Every year roughly 24,000 students graduate from ABA-accredited law schools and begin the arduous and time-intensive preparations for the July bar exam. This year, however, the coronavirus pandemic has thrown that routine into chaos and left thousands of young attorneys with uncertain futures.
In response, many have called for easing the burdens that govern the legal profession by allowing recent graduates to begin their practice law without taking the bar exam. The Utah Supreme Court has taken the lead and adopted a policy that should serve as a model for other states. Any graduate of an ABA-accredited law school that has a first-time bar examination passage of 86 percent or higher may be admitted to practice law in Utah immediately without taking the bar exam. These newly admitted lawyers will also be required to complete 360 hours of supervised practice before year’s end. This sensible policy will help alleviate the impact of the pandemic for many, and the court should be commended and emulated.
This commonsense decision in Utah should lead us to reconsider many other longstanding occupational licensing requirements that hinder the practice of law. The current pathway is extraordinarily burdensome. After college graduation, an aspiring lawyer must complete three years of a demanding law school education—often at great cost, with law students carrying an average debt load of $145,500. Then, law students must spend thousands more in fees to prepare for, and take, the bar exam. After all of that, practicing attorneys are forever haunted with annual bar dues and continuing education requirements.
It’s no wonder that many lawyers become deeply dissatisfied with their careers. There are plenty of attorneys who would love to use their law degrees in a more impactful and fulfilling fashion, perhaps through pro bono work for causes they care about or to help underprivileged groups, but can’t afford it.
States should critically reevaluate whether all these requirements are truly necessary or whether they just serve as a hedge to protect those who have already jumped through the hurdles. For instance, after three years of intensive law school, is the bar exam even necessary? The exam is a grueling two-day affair that involves extensive memorization of many legal doctrines that an attorney will never again use in his or her career. What is the value, for instance, of requiring a lawyer who plans to work on transactional contracts to memorize the details of the rule against perpetuities, an arcane property law doctrine that is mostly irrelevant for even most property lawyers?
Wisconsin has long offered “diploma privilege,” which allows graduates of Wisconsin law schools who have taken specific prerequisite courses to practice law without sitting for a bar exam. And there is no indication that the quality of lawyers in Wisconsin has declined in any way. While other states have considered following in Wisconsin’s footsteps, none have done so to date. This crisis should be a catalyst for more states to take that critical step.
States should also consider establishing additional, expedited pathways to practice law without a three-year law school education. For instance, some states allow people to become lawyers through legal apprenticeships rather than formal legal studies. More states should consider such programs.

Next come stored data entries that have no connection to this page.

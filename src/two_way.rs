//! Two-way in-memory merge sort.
//!
//! Minimal form of the external merge with the fan-in fixed at two and
//! plain arrays standing in for the external regions. A two-run merge is a
//! single comparison, so no heap is involved. It exists as a
//! trivially-auditable baseline for the general algorithm: same pass
//! structure, same role swap, same two-record internal buffer discipline.

use crate::region::Region;

/// Internal buffer capacity in records.
const BUF_LEN: usize = 2;

/// The primary array (caller-owned) and its same-length backup, addressed
/// through a region selector like the external variant.
struct Regions<'a> {
    primary: &'a mut [u64],
    backup: Vec<u64>,
}

impl Regions<'_> {
    fn slice(&self, region: Region) -> &[u64] {
        match region {
            Region::Primary => self.primary,
            Region::Backup => &self.backup,
        }
    }

    /// Copies records at `pos` into `buf`, clamped to the region end.
    fn read(&self, region: Region, pos: usize, buf: &mut [u64]) {
        let src = self.slice(region);
        let len = buf.len().min(src.len() - pos);
        buf[..len].copy_from_slice(&src[pos..pos + len]);
    }

    /// Copies `buf` to the records at `pos`, clamped to the region end.
    fn write(&mut self, region: Region, pos: usize, buf: &[u64]) {
        let dst = match region {
            Region::Primary => &mut *self.primary,
            Region::Backup => &mut self.backup,
        };
        let len = buf.len().min(dst.len() - pos);
        dst[pos..pos + len].copy_from_slice(&buf[..len]);
    }
}

/// Sorts `data` in place in ascending order, never holding more than two
/// records in the working buffer.
pub fn two_way_merge_sort(data: &mut [u64]) {
    sort_inner(data);
}

/// Self-verifying variant for test harnesses: sorts `data` in place and
/// returns whether the region holding the result was sorted before the
/// final copy-back.
pub fn two_way_merge_sort_verified(data: &mut [u64]) -> bool {
    sort_inner(data)
}

fn sort_inner(data: &mut [u64]) -> bool {
    let total = data.len();
    let backup = vec![0; total];
    let mut regions = Regions { primary: data, backup };
    let mut buf = [0u64; BUF_LEN];

    // pass 0: sort every full pair in place; a trailing odd record is a
    // sorted run of one already
    let mut offset = 0;
    while offset + BUF_LEN <= total {
        regions.read(Region::Primary, offset, &mut buf);
        if buf[1] < buf[0] {
            buf.swap(0, 1);
        }
        regions.write(Region::Primary, offset, &buf);
        offset += BUF_LEN;
    }

    if total <= BUF_LEN {
        return is_sorted(regions.slice(Region::Primary));
    }

    let mut input = Region::Primary;
    let mut segment_len = BUF_LEN;

    while segment_len < total {
        merge_pass(&mut regions, input, segment_len, total, &mut buf);
        input = input.other();
        segment_len <<= 1;
    }

    let sorted = is_sorted(regions.slice(input));

    if input == Region::Backup {
        let mut pos = 0;
        while pos < total {
            let len = BUF_LEN.min(total - pos);
            regions.read(Region::Backup, pos, &mut buf[..len]);
            regions.write(Region::Primary, pos, &buf[..len]);
            pos += len;
        }
    }

    return sorted;
}

/// Merges every adjacent pair of sorted runs of `segment_len` records from
/// the `input` region into the opposite region.
fn merge_pass(regions: &mut Regions, input: Region, segment_len: usize, total: usize, buf: &mut [u64; BUF_LEN]) {
    let output = input.other();

    let (mut offset1, mut offset2) = (0, segment_len);
    while offset2 < total {
        // [offset1, end1) is the left run, [offset2, end2) the right one;
        // the right run may be short
        let end1 = offset2;
        let end2 = total.min(offset2 + segment_len);

        // loaded[i] marks that buf[i] holds a record not yet written out
        let mut loaded = [false; BUF_LEN];
        let (mut i1, mut i2, mut out) = (offset1, offset2, offset1);

        while out < end2 {
            if !loaded[0] && i1 < end1 {
                regions.read(input, i1, &mut buf[0..1]);
                loaded[0] = true;
            }
            if !loaded[1] && i2 < end2 {
                regions.read(input, i2, &mut buf[1..2]);
                loaded[1] = true;
            }

            let take_left = if loaded[0] && loaded[1] {
                buf[0] < buf[1]
            } else {
                loaded[0]
            };

            if take_left {
                regions.write(output, out, &buf[0..1]);
                loaded[0] = false;
                i1 += 1;
            } else {
                regions.write(output, out, &buf[1..2]);
                loaded[1] = false;
                i2 += 1;
            }
            out += 1;
        }

        offset1 = end2;
        offset2 = end2 + segment_len;
    }

    // lone trailing run with no merge partner: already sorted, copy it
    // through one buffer-full at a time
    while offset1 < total {
        let len = BUF_LEN.min(total - offset1);
        regions.read(input, offset1, &mut buf[..len]);
        regions.write(output, offset1, &buf[..len]);
        offset1 += len;
    }
}

fn is_sorted(data: &[u64]) -> bool {
    data.windows(2).all(|pair| pair[0] <= pair[1])
}
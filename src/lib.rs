//! `ext-kmerge` is an external k-way merge sort for fixed-size records.
//!
//! External sorting handles datasets that do not fit into main memory. The
//! sorter works on a caller-provided seekable byte stream holding records
//! of a fixed width, keeping at most `n` records (the merge fan-in) in
//! memory at any time. A first pass sorts buffer-sized chunks in place;
//! the following passes merge groups of `n` sorted runs into runs `n`
//! times as long, double-buffering between the stream and a temporary
//! backup file, until a single run spans the whole dataset. For more
//! information see [External Sorting](https://en.wikipedia.org/wiki/External_sorting).
//!
//! # Overview
//!
//! `ext-kmerge` supports the following features:
//!
//! * **Record agnostic:**
//!   records are opaque byte sequences of a caller-specified width,
//!   ordered only through an injected comparator; their contents are never
//!   interpreted.
//! * **Bounded memory:**
//!   the internal buffer holds exactly `n` records; the merge heap keeps
//!   one record per active run, never more.
//! * **In-place result:**
//!   the sorted data always ends up in the caller's stream; the backup
//!   file is created before the first pass and removed on every exit path.
//!
//! A two-way in-memory variant ([`two_way_merge_sort`]) over `u64` arrays
//! is included as a trivially-auditable baseline of the same algorithm.
//!
//! # Example
//!
//! ```
//! use std::io::Cursor;
//!
//! use ext_kmerge::ExternalSorterBuilder;
//!
//! let mut data = Cursor::new(b"00000005000000020000000900000001".to_vec());
//!
//! let sorter = ExternalSorterBuilder::new()
//!     .with_record_size(8)
//!     .with_fan_in(2)
//!     .build()
//!     .unwrap();
//!
//! sorter.sort(&mut data).unwrap();
//!
//! assert_eq!(data.get_ref().as_slice(), b"00000001000000020000000500000009");
//! ```

pub mod sort;
pub mod two_way;

mod merger;
mod region;

pub use sort::{ExternalSorter, ExternalSorterBuilder, SortError, DEFAULT_FAN_IN};
pub use two_way::{two_way_merge_sort, two_way_merge_sort_verified};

States should also look to continue to reduce the burden for lawyers who moved to practice in another jurisdiction. Currently, too many lawyers are required to take the bar exam a second or third time when their career takes them to a different state. Fortunately, 36 states have adopted a Uniform Bar Exam, which makes transferring from state to state far more accessible, but states like California have stubbornly resisted. This needs to change.
States also restrict innovation by imposing arbitrary restrictions on the provision of non-traditional legal services that increase efficiency and reduce the cost of legal services for average Americans. For instance, accounting firms that do tax work could also provide basic tax-related legal services. On this front, the Utah Supreme Court is once again taking the lead, announcing a recent initiative to create space for experimentation with innovative ways to provide legal assistance. Arizona and California are also in the process of reevaluating these sorts of burdensome requirements.
It shouldn’t take a pandemic to show some of the glaring flaws in our legal system. But hopefully, in the face of this crisis, states will think critically about ways to reduce unnecessary burdens that prevent lawyers from practicing law, which in turn, limits peoples’ access to justice.